Created attachment 145206 [details]
dmesg with drm.debug=0x1e -- XZ compressed
I'm not sure where to file this I'm afraid, I think it's supposed to go here.
We build a kiosk like distribution for taking exams with. It's based of Fedora 30 currently and runs Xorg with LXDE. We have no issues with stock Fedora 30 (which used Wayland/Gnome) on these machines. Besides our application (modified browser), all packages are from Fedora. Some config files have been modified and Xorg/LXDM isn't the default on Fedora, but they are in their repo's.
Our modified Fedora works fine nearly everywhere, but on some older HP machines GUI will not appear for an extended amount of time (Xorg, console is fine). After you see the LXDM service starting the console seems stuck there. After waiting 10-20 minutes GUI will appear and all seems well.
On some of the systems the GUI instantly comes to live after moving the mouse a few seconds after LXDM has started. Presume the mouse forces a redraw or something which makes it come to live.
The systems all concern older HP systems, 8200, 8300, & 6560B so far with various BIOS versions. Newer BIOS versions actually seem to have more issues.
On the 8200's the mouse will activate GUI, it does not on the 8300's from what we got. We have a 8200 to test with, we don't have 8300's ourselves but I can ask people to test those (more cumbersome tho' as there are several parties in between).
In order to gather logging we have a script active, if users plug in a USB stick which contains a file with a certain name it will output logs to the stick.
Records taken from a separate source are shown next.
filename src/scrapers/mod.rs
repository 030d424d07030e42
//! News listing scrapers, one per site.
//!
//! Every scraper implements [`ArticleSource`]: it performs a single resilient
//! fetch of the site's listing page and turns it into [`Article`]s.
//!
//! # Supported Sources
//!
//! | Site | Module | Timestamps | Notes |
//! |------|--------|------------|-------|
//! | Old School RuneScape | [`osrs`] | date only | News archive page |
//! | Path of Exile | [`poe`] | full datetime | Forum announcements board |
//!
//! # Failure Modes
//!
//! - Fetch retries exhausted: logged, returns an empty list (not an error)
//! - Expected listing container missing: [`SourceError::MissingContainer`]
//! - Individual malformed entries: logged and skipped

pub mod osrs;
pub mod poe;

use crate::error::SourceError;
use crate::models::{Article, Granularity, Site};
use scraper::{ElementRef, Selector};
use tracing::warn;
use url::Url;

/// A site whose news listing can be turned into articles.
pub trait ArticleSource {
    fn site(&self) -> Site;

    fn granularity(&self) -> Granularity;

    /// How many entries the listing page shows, when known.
    fn page_size(&self) -> Option<usize>;

    /// Fetch the listing and parse it.
    async fn list(&self) -> Result<Vec<Article>, SourceError>;
}

pub(crate) fn selector(site: Site, css: &'static str) -> Result<Selector, SourceError> {
    Selector::parse(css).map_err(|_| SourceError::Selector { site, selector: css })
}

/// Whitespace-normalised text content of an element.
pub(crate) fn element_text(el: ElementRef<'_>) -> String {
    el.text().collect::<Vec<_>>().join(" ").split_whitespace().collect::<Vec<_>>().join(" ")
}

/// Resolve a listing link against the page URL, keeping only http(s) links.
pub(crate) fn resolve_link(base: &Url, href: &str) -> Option<String> {
    let resolved = base.join(href.trim()).ok()?;
    matches!(resolved.scheme(), "http" | "https").then(|| resolved.to_string())
}

/// Build an [`Article`] if the title is non-empty, logging why not otherwise.
pub(crate) fn article(
    site: Site,
    title: String,
    url: Option<String>,
    published: Option<chrono::DateTime<chrono::Utc>>,
) -> Option<Article> {
    match (title.is_empty(), url, published) {
        (false, Some(url), Some(published)) => Some(Article {
            title,
            url,
            published,
        }),
        (_, url, published) => {
            warn!(
                %site,
                %title,
                url = url.as_deref().unwrap_or("<missing>"),
                has_date = published.is_some(),
                "Skipping malformed listing entry"
            );
            None
        }
    }
}

#[cfg(test)]
mod tests {
    use super::*;

    #[test]
    fn test_resolve_link_relative() {
        let base = Url::parse("https://www.pathofexile.com/forum/view-forum/news").unwrap();

        assert_eq!(
            resolve_link(&base, "/forum/view-thread/123"),
            Some("https://www.pathofexile.com/forum/view-thread/123".to_string())
        );
    }

    #[test]
    fn test_resolve_link_rejects_non_http() {
        let base = Url::parse("https://secure.runescape.com/m=news/archive").unwrap();

        assert_eq!(resolve_link(&base, "javascript:void(0)"), None);
        assert_eq!(resolve_link(&base, "mailto:a@b.c"), None);
    }

    #[test]
    fn test_article_requires_title() {
        let now = chrono::Utc::now();

        assert!(article(Site::Osrs, String::new(), Some("https://x/a".into()), Some(now)).is_none());
        assert!(article(Site::Osrs, "T".into(), None, Some(now)).is_none());
        assert!(article(Site::Osrs, "T".into(), Some("https://x/a".into()), None).is_none());
        assert!(article(Site::Osrs, "T".into(), Some("https://x/a".into()), Some(now)).is_some());
    }
}
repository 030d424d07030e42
//! Error types for each stage of a relay run.
//!
//! Only [`ConfigError`], [`SourceError`] and [`StateError`] end a run early.
//! [`NotifyError`] is always handled per article by the pipeline, and fetch
//! exhaustion is not an error at all (see [`crate::fetcher`]).

use crate::models::Site;
use std::path::PathBuf;
use thiserror::Error;

/// Invalid or missing configuration, detected before any network traffic.
#[derive(Debug, Error)]
pub enum ConfigError {
    #[error("no webhook URL configured for {site}; pass --webhook-url or set {env_var}")]
    MissingWebhook { site: Site, env_var: String },

    #[error("{field} is not a usable http(s) URL ({value}): {reason}")]
    InvalidUrl {
        field: &'static str,
        value: String,
        reason: String,
    },

    #[error("{field} must be at least 1")]
    ZeroAttempts { field: &'static str },

    #[error("failed to read config file {path}: {source}")]
    ReadFile {
        path: PathBuf,
        #[source]
        source: std::io::Error,
    },

    #[error("failed to parse config file {path}: {source}")]
    ParseFile {
        path: PathBuf,
        #[source]
        source: serde_yaml::Error,
    },
}

/// The listing page did not have the shape the scraper expects.
#[derive(Debug, Error)]
pub enum SourceError {
    #[error("{site}: expected element `{selector}` not found in news listing")]
    MissingContainer { site: Site, selector: &'static str },

    #[error("{site}: invalid CSS selector `{selector}`")]
    Selector { site: Site, selector: &'static str },
}

/// A single article could not be delivered to the webhook.
#[derive(Debug, Error)]
pub enum NotifyError {
    #[error("webhook rejected message with HTTP {status}: {body}")]
    Rejected { status: u16, body: String },

    #[error("webhook still rate limited after {attempts} attempts")]
    RateLimited { attempts: u32 },

    #[error("webhook request failed: {0}")]
    Transport(#[from] reqwest::Error),
}

/// The state file could not be written.
#[derive(Debug, Error)]
pub enum StateError {
    #[error("failed to write state file {path}: {source}")]
    Io {
        path: PathBuf,
        #[source]
        source: std::io::Error,
    },

    #[error("failed to serialize state: {0}")]
    Serialize(#[from] serde_json::Error),
}

/// Errors that abort a run. State is left untouched when one is returned
/// before the write-back step.
#[derive(Debug, Error)]
pub enum RunError {
    #[error(transparent)]
    Source(#[from] SourceError),

    #[error(transparent)]
    State(#[from] StateError),
}
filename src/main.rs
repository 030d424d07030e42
//! # Game News Relay
//!
//! Checks a game's official news page and posts every article that has not
//! been announced yet to a Discord channel, exactly once.
//!
//! Each invocation is a single short-lived run, meant to be triggered by cron
//! or a CI schedule. A small JSON state file carries what has already been
//! posted from one run to the next.
//!
//! ## Usage
//!
//! ```sh
//! OSRS_WEBHOOK_URL=https://discord.com/api/webhooks/... game_news_relay osrs
//! ```
//!
//! ## Architecture
//!
//! 1. **Load state**: read the site's state file (missing or corrupt = cold start)
//! 2. **Scrape**: fetch the news listing with linear retry and parse it
//! 3. **Diff**: pick the articles the state does not cover yet, oldest first
//! 4. **Notify**: post each one to the webhook, isolating per-article failures
//! 5. **Persist**: atomically write the advanced state
//!
//! ## Exit Status
//!
//! Non-zero only for configuration errors, an unrecognised listing page, or
//! an unwritable state file. Unreachable listings and failed posts are logged
//! and the run still exits successfully.

use clap::Parser;
use std::error::Error;
use tracing::{debug, error, info, instrument};
use tracing_subscriber::{EnvFilter, fmt as tfmt};

mod cli;
mod config;
mod delta;
mod error;
mod fetcher;
mod models;
mod notifier;
mod pipeline;
mod scrapers;
mod state;
mod utils;

use cli::Cli;
use config::{Config, FileConfig};
use fetcher::{HttpFetch, RetryFetch};
use models::Site;
use notifier::{DiscordWebhook, DryRun};
use pipeline::{Pipeline, RunReport};
use scrapers::{ArticleSource, osrs::Osrs, poe::Poe};
use state::StateStore;
use utils::ensure_writable_parent;

#[tokio::main]
async fn main() -> Result<(), Box<dyn Error>> {
    // --- Tracing init ---
    let filter = EnvFilter::try_from_default_env().unwrap_or_else(|_| EnvFilter::new("info"));
    tfmt()
        .with_env_filter(filter)
        .with_target(true)
        .with_file(false)
        .with_line_number(false)
        .with_timer(tracing_subscriber::fmt::time::UtcTime::rfc_3339())
        .init();

    let start_time = std::time::Instant::now();
    let args = Cli::parse();
    info!(site = %args.site, "game_news_relay starting up");
    debug!(?args.config, ?args.state_file, dry_run = args.dry_run, "Parsed CLI arguments");

    let file = match &args.config {
        Some(path) => FileConfig::load(path),
        None => Ok(FileConfig::default()),
    };
    let config = match file.and_then(|file| Config::resolve(&args, file, |key| std::env::var(key).ok())) {
        Ok(config) => config,
        Err(e) => {
            error!(error = %e, "Invalid configuration; refusing to run");
            return Err(e.into());
        }
    };

    if let Err(e) = ensure_writable_parent(&config.state_file).await {
        error!(
            path = %config.state_file.display(),
            error = %e,
            "State directory is not writable (fix perms or choose a different path)"
        );
        return Err(e);
    }

    let fetcher = RetryFetch::new(
        HttpFetch::new(config.http_timeout)?,
        config.fetch_attempts,
        config.fetch_base_delay,
    );
    let listing_url = config.listing_url.clone();

    let report = match config.site {
        Site::Osrs => relay(Osrs::new(fetcher, listing_url, config.page_size), &config).await,
        Site::Poe => relay(Poe::new(fetcher, listing_url, config.page_size), &config).await,
    };

    let elapsed = start_time.elapsed();
    match report {
        Ok(report) => {
            info!(
                ?elapsed,
                outcome = ?report.outcome,
                listed = report.listed,
                detected = report.detected,
                delivered = report.delivered,
                failed = report.failed,
                state_written = report.saved.is_some(),
                "Execution complete"
            );
            Ok(())
        }
        Err(e) => {
            error!(?elapsed, error = %e, "Run aborted; state left unchanged");
            Err(e)
        }
    }
}

/// Run the pipeline for `source` with the notifier `config` asks for.
#[instrument(level = "debug", skip_all)]
async fn relay<S: ArticleSource>(
    source: S,
    config: &Config,
) -> Result<RunReport, Box<dyn Error>> {
    let store = StateStore::new(config.state_file.clone());

    let report = if config.dry_run {
        info!("Dry run: articles will be logged, not posted");
        Pipeline::new(source, DryRun, store, config.advance_on).run().await?
    } else {
        let webhook = DiscordWebhook::new(
            config.webhook_url.clone(),
            config.http_timeout,
            config.notify_attempts,
            config.default_retry_after,
        )?;
        Pipeline::new(source, webhook, store, config.advance_on).run().await?
    };
    Ok(report)
}
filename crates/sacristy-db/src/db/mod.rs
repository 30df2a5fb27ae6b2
use crate::error::DbResult;
use std::future::Future;
use std::pin::Pin;

pub mod connection;
pub mod enums;
pub mod migrate;
pub mod query;
pub mod schema;

pub trait DbProvider: Send + Sync {
    fn get_connection<'a>(
        &'a self,
    ) -> Pin<Box<dyn Future<Output = DbResult<connection::DbConnection<'a>>> + Send + 'a>>;
}
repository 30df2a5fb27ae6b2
//! Recurrence expansion: booking rows in, concrete calendar occurrences out.
//!
//! The expander is pure and stateless. It walks a bounded future window day
//! by day, applying the repeat rule of each booking as a match predicate,
//! and never fails on a malformed row: a booking the expander cannot make
//! sense of contributes zero occurrences and is trace-logged, because one
//! bad legacy import must not blank the whole calendar.

use std::collections::HashSet;

use chrono::{Datelike, Months, NaiveDate, NaiveDateTime, NaiveTime, Utc};
use serde::Serialize;
use uuid::Uuid;

use sacristy_core::constants::EXPANSION_WINDOW_MONTHS;
use sacristy_db::db::enums::RepeatKind;
use sacristy_db::model::booking::Booking;

use super::{dates, weekday};

/// The bounded future interval over which recurring bookings are
/// materialized. Start inclusive, end exclusive.
#[derive(Debug, Clone, Copy, PartialEq, Eq)]
pub struct ExpansionWindow {
    start: NaiveDate,
    end: NaiveDate,
}

impl ExpansionWindow {
    /// Window of [`EXPANSION_WINDOW_MONTHS`] months beginning at `start`.
    #[must_use]
    pub fn starting(start: NaiveDate) -> Self {
        let end = start
            .checked_add_months(Months::new(EXPANSION_WINDOW_MONTHS))
            .unwrap_or(start);
        Self { start, end }
    }

    /// Window beginning at today's UTC date.
    #[must_use]
    pub fn from_today() -> Self {
        Self::starting(Utc::now().date_naive())
    }

    #[must_use]
    pub const fn start(&self) -> NaiveDate {
        self.start
    }

    /// Exclusive end of the window.
    #[must_use]
    pub const fn end(&self) -> NaiveDate {
        self.end
    }

    /// Every calendar day in the window, in order.
    pub fn days(&self) -> impl Iterator<Item = NaiveDate> {
        let end = self.end;
        self.start.iter_days().take_while(move |day| *day < end)
    }
}

/// Set of allowed room ids. The empty filter allows every room.
#[derive(Debug, Clone, Default, PartialEq, Eq)]
pub struct RoomFilter(HashSet<Uuid>);

impl RoomFilter {
    /// Filter that allows every room.
    #[must_use]
    pub fn allow_all() -> Self {
        Self::default()
    }

    #[must_use]
    pub fn allows(&self, room_id: Uuid) -> bool {
        self.0.is_empty() || self.0.contains(&room_id)
    }
}

impl FromIterator<Uuid> for RoomFilter {
    fn from_iter<I: IntoIterator<Item = Uuid>>(iter: I) -> Self {
        Self(iter.into_iter().collect())
    }
}

/// One concrete calendar instance derived from a booking.
///
/// Never persisted; recomputed on every calendar read. Instants are naive
/// wall times because the legacy textual forms carry no timezone.
#[derive(Debug, Clone, PartialEq, Eq, Serialize)]
pub struct Occurrence {
    /// Stable id within one expansion: the booking id for one-shot rows,
    /// `{booking_id}-{YYYY-MM-DD}` for recurring ones.
    pub key: String,
    pub booking_id: Uuid,
    pub room_id: Uuid,
    pub description: String,
    pub start: NaiveDateTime,
    pub end: NaiveDateTime,
}

/// ## Summary
/// Expands booking rows into the flat occurrence list for the window.
///
/// Bookings outside the room filter are skipped before expansion. Bookings
/// missing a room or a parseable start/end time, one-shot bookings with an
/// unparseable date, and recurring bookings with an unresolvable
/// `repeat_day` each contribute zero occurrences without affecting the rest
/// of the batch. Given the same rows and the same window the output is
/// identical, in input order then day order.
#[must_use]
pub fn expand_bookings(
    bookings: &[Booking],
    filter: &RoomFilter,
    window: &ExpansionWindow,
) -> Vec<Occurrence> {
    let mut occurrences = Vec::new();

    for booking in bookings {
        let Some(room_id) = booking.room_id else {
            tracing::trace!(booking_id = %booking.id, "Skipping booking without a room");
            continue;
        };

        if !filter.allows(room_id) {
            continue;
        }

        let Some((start_time, end_time)) = parse_times(booking) else {
            tracing::trace!(booking_id = %booking.id, "Skipping booking with unusable times");
            continue;
        };

        let emit = |day: NaiveDate, key: String| Occurrence {
            key,
            booking_id: booking.id,
            room_id,
            description: booking.description.clone(),
            start: NaiveDateTime::new(day, start_time),
            end: NaiveDateTime::new(day, end_time),
        };

        match booking.repeat {
            RepeatKind::None => {
                let Some(day) = booking
                    .booking_date
                    .as_deref()
                    .and_then(dates::parse_legacy_date)
                else {
                    tracing::trace!(booking_id = %booking.id, "Skipping one-shot booking with unparseable date");
                    continue;
                };
                occurrences.push(emit(day, booking.id.to_string()));
            }
            RepeatKind::Day => {
                occurrences
                    .extend(window.days().map(|day| emit(day, recurring_key(booking, day))));
            }
            RepeatKind::Week => {
                let Some(target) = booking.repeat_day.as_deref().and_then(weekday::weekday_index)
                else {
                    tracing::trace!(booking_id = %booking.id, "Skipping weekly booking with unresolvable weekday");
                    continue;
                };
                occurrences.extend(
                    window
                        .days()
                        .filter(|day| day.weekday().num_days_from_sunday() == u32::from(target))
                        .map(|day| emit(day, recurring_key(booking, day))),
                );
            }
            RepeatKind::Month => {
                // A day-of-month beyond a month's length simply never
                // matches there; February has no 31st to emit on.
                let Some(target) = parse_day_of_month(booking.repeat_day.as_deref()) else {
                    tracing::trace!(booking_id = %booking.id, "Skipping monthly booking with unresolvable day-of-month");
                    continue;
                };
                occurrences.extend(
                    window
                        .days()
                        .filter(|day| day.day() == target)
                        .map(|day| emit(day, recurring_key(booking, day))),
                );
            }
        }
    }

    occurrences
}

fn recurring_key(booking: &Booking, day: NaiveDate) -> String {
    format!("{}-{}", booking.id, day.format("%Y-%m-%d"))
}

/// Both times must be present and parseable for a booking to expand.
fn parse_times(booking: &Booking) -> Option<(NaiveTime, NaiveTime)> {
    let start = dates::parse_legacy_time(booking.start_time.as_deref()?)?;
    let end = dates::parse_legacy_time(booking.end_time.as_deref()?)?;
    Some((start, end))
}

fn parse_day_of_month(raw: Option<&str>) -> Option<u32> {
    raw.and_then(|value| value.trim().parse::<u32>().ok())
        .filter(|day| (1..=31).contains(day))
}

#[cfg(test)]
mod tests {
    use super::*;
    use chrono::{DateTime, Utc};

    fn date(y: i32, m: u32, d: u32) -> NaiveDate {
        NaiveDate::from_ymd_opt(y, m, d).expect("valid test date")
    }

    /// 2026-01-01 is a Thursday; the window runs through 2026-06-30.
    fn window() -> ExpansionWindow {
        ExpansionWindow::starting(date(2026, 1, 1))
    }

    fn booking(repeat: RepeatKind, repeat_day: Option<&str>) -> Booking {
        Booking {
            id: Uuid::now_v7(),
            description: "Ensaio do coral".to_string(),
            room_id: Some(Uuid::now_v7()),
            booking_date: None,
            start_time: Some("19:00".to_string()),
            end_time: Some("21:00".to_string()),
            repeat,
            repeat_day: repeat_day.map(str::to_string),
            user_id: Uuid::nil(),
            updated_at: DateTime::<Utc>::MIN_UTC,
        }
    }

    fn one_shot(raw_date: &str) -> Booking {
        Booking {
            booking_date: Some(raw_date.to_string()),
            ..booking(RepeatKind::None, None)
        }
    }

    #[test_log::test]
    fn test_window_is_six_months_end_exclusive() {
        let w = window();
        assert_eq!(w.start(), date(2026, 1, 1));
        assert_eq!(w.end(), date(2026, 7, 1));
        assert_eq!(w.days().count(), 181);
        assert_eq!(w.days().last(), Some(date(2026, 6, 30)));
    }

    #[test_log::test]
    fn test_one_shot_emits_exactly_once_for_either_date_form() {
        for raw in ["21/03/2026", "2026-03-21"] {
            let rows = vec![one_shot(raw)];
            let occurrences = expand_bookings(&rows, &RoomFilter::allow_all(), &window());

            assert_eq!(occurrences.len(), 1, "input {raw}");
            assert_eq!(occurrences[0].start.date(), date(2026, 3, 21));
            assert_eq!(
                occurrences[0].start.time(),
                NaiveTime::from_hms_opt(19, 0, 0).expect("valid time")
            );
            assert_eq!(
                occurrences[0].end.time(),
                NaiveTime::from_hms_opt(21, 0, 0).expect("valid time")
            );
            assert_eq!(occurrences[0].key, rows[0].id.to_string());
        }
    }

    #[test_log::test]
    fn test_one_shot_with_unparseable_date_is_skipped() {
        let rows = vec![one_shot("next friday"), one_shot("31/02/2026")];
        assert!(expand_bookings(&rows, &RoomFilter::allow_all(), &window()).is_empty());
    }

    #[test_log::test]
    fn test_weekly_emits_every_matching_weekday() {
        let rows = vec![booking(RepeatKind::Week, Some("quarta-feira"))];
        let occurrences = expand_bookings(&rows, &RoomFilter::allow_all(), &window());

        // Wednesdays between 2026-01-01 and 2026-06-30: 4+4+4+5+4+4.
        assert_eq!(occurrences.len(), 25);
        for occurrence in &occurrences {
            assert_eq!(occurrence.start.date().weekday().num_days_from_sunday(), 3);
        }
    }

    #[test_log::test]
    fn test_portuguese_and_english_weekday_names_agree() {
        let a = booking(RepeatKind::Week, Some("quarta-feira"));
        let mut b = a.clone();
        b.repeat_day = Some("wed".to_string());

        let from_a = expand_bookings(
            std::slice::from_ref(&a),
            &RoomFilter::allow_all(),
            &window(),
        );
        let from_b = expand_bookings(
            std::slice::from_ref(&b),
            &RoomFilter::allow_all(),
            &window(),
        );
        assert_eq!(from_a, from_b);
        assert_eq!(from_a.len(), 25);
    }

    #[test_log::test]
    fn test_recurring_keys_carry_the_iso_date() {
        let rows = vec![booking(RepeatKind::Week, Some("sunday"))];
        let occurrences = expand_bookings(&rows, &RoomFilter::allow_all(), &window());

        let first = occurrences.first().expect("at least one Sunday");
        assert_eq!(first.key, format!("{}-2026-01-04", rows[0].id));
    }

    #[test_log::test]
    fn test_unresolvable_weekday_skips_only_that_booking() {
        let rows = vec![
            booking(RepeatKind::Week, Some("someday")),
            one_shot("10/01/2026"),
        ];
        let occurrences = expand_bookings(&rows, &RoomFilter::allow_all(), &window());

        assert_eq!(occurrences.len(), 1);
        assert_eq!(occurrences[0].booking_id, rows[1].id);
    }

    #[test_log::test]
    fn test_daily_emits_every_day_of_the_window() {
        let rows = vec![booking(RepeatKind::Day, None)];
        let occurrences = expand_bookings(&rows, &RoomFilter::allow_all(), &window());
        assert_eq!(occurrences.len(), 181);
    }

    #[test_log::test]
    fn test_monthly_emits_on_the_day_of_month() {
        let rows = vec![booking(RepeatKind::Month, Some("15"))];
        let occurrences = expand_bookings(&rows, &RoomFilter::allow_all(), &window());

        assert_eq!(occurrences.len(), 6);
        for occurrence in &occurrences {
            assert_eq!(occurrence.start.date().day(), 15);
        }
    }

    #[test_log::test]
    fn test_monthly_day_31_skips_short_months() {
        let rows = vec![booking(RepeatKind::Month, Some("31"))];
        let occurrences = expand_bookings(&rows, &RoomFilter::allow_all(), &window());

        // January, March, and May are the only 31-day months in the window.
        let days: Vec<NaiveDate> = occurrences.iter().map(|o| o.start.date()).collect();
        assert_eq!(
            days,
            vec![date(2026, 1, 31), date(2026, 3, 31), date(2026, 5, 31)]
        );
    }

    #[test_log::test]
    fn test_monthly_with_non_numeric_day_is_skipped() {
        let rows = vec![booking(RepeatKind::Month, Some("end of month"))];
        assert!(expand_bookings(&rows, &RoomFilter::allow_all(), &window()).is_empty());
    }

    #[test_log::test]
    fn test_booking_without_room_is_skipped() {
        let mut row = booking(RepeatKind::Week, Some("wed"));
        row.room_id = None;
        assert!(expand_bookings(&[row], &RoomFilter::allow_all(), &window()).is_empty());
    }

    #[test_log::test]
    fn test_booking_without_times_is_skipped() {
        let mut no_start = one_shot("10/01/2026");
        no_start.start_time = None;
        let mut bad_end = one_shot("10/01/2026");
        bad_end.end_time = Some("late".to_string());

        assert!(expand_bookings(&[no_start, bad_end], &RoomFilter::allow_all(), &window()).is_empty());
    }

    #[test_log::test]
    fn test_room_filter_excludes_before_expansion() {
        let allowed = booking(RepeatKind::Day, None);
        let excluded = booking(RepeatKind::Day, None);
        let filter: RoomFilter = [allowed.room_id.expect("fixture has a room")]
            .into_iter()
            .collect();

        let rows = vec![allowed, excluded];
        let occurrences = expand_bookings(&rows, &filter, &window());

        assert_eq!(occurrences.len(), 181);
        assert!(occurrences.iter().all(|o| o.booking_id == rows[0].id));
    }

    #[test_log::test]
    fn test_empty_filter_allows_every_room() {
        assert!(RoomFilter::allow_all().allows(Uuid::now_v7()));
    }

    #[test_log::test]
    fn test_expansion_is_deterministic() {
        let rows = vec![
            booking(RepeatKind::Week, Some("domingo")),
            booking(RepeatKind::Month, Some("1")),
            one_shot("05/04/2026"),
        ];
        let first = expand_bookings(&rows, &RoomFilter::allow_all(), &window());
        let second = expand_bookings(&rows, &RoomFilter::allow_all(), &window());
        assert_eq!(first, second);
    }
}
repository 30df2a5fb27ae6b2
pub mod app;
pub mod config;
pub mod db_handler;
pub mod error;
pub mod middleware;
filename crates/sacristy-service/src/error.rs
use thiserror::Error;

/// Service layer errors - combines all error types
#[derive(Error, Debug)]
pub enum ServiceError {
    #[error(transparent)]
    DatabaseError(#[from] sacristy_db::error::DbError),

    #[error(transparent)]
    CoreError(#[from] sacristy_core::error::CoreError),

    #[error("Diesel error: {0}")]
    DieselError(#[from] diesel::result::Error),

    #[error("Not authenticated")]
    NotAuthenticated,

    #[error("Authorization error: {0}")]
    AuthorizationError(String),

    #[error("Not found: {0}")]
    NotFound(String),

    #[error("Invalid configuration: {0}")]
    InvalidConfiguration(String),

    #[error("Invariant violation: {0}")]
    InvariantViolation(&'static str),

    #[error("Validation error: {0}")]
    ValidationError(String),

    #[error("Conflict: {0}")]
    Conflict(String),
}

pub type ServiceResult<T> = std::result::Result<T, ServiceError>;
This process also runs xrandr, which also seems to 'unfreeze?' the GUI.
We have tested with a lot of kernel versions (all stock Fedora kernels, although some come from older Fedora versions, we only replace the kernel (and the modules in /lib/modules oc) and nothing else).
With 4.16.x they all seem to work without any issues.
With 4.17.x about half works without issues, most of the time.
4.18 and higher they all exhibit issues.
I'm not sure where to start as the systems work fine when using Fedora 30 live, but then Wayland and gnome are used which probably address the GPU very differently.
As reverting the kernel to 4.16 solves it, my first guess would be the kernel driver. There's nothing in the logs that are indicative of the source, not to me anyways.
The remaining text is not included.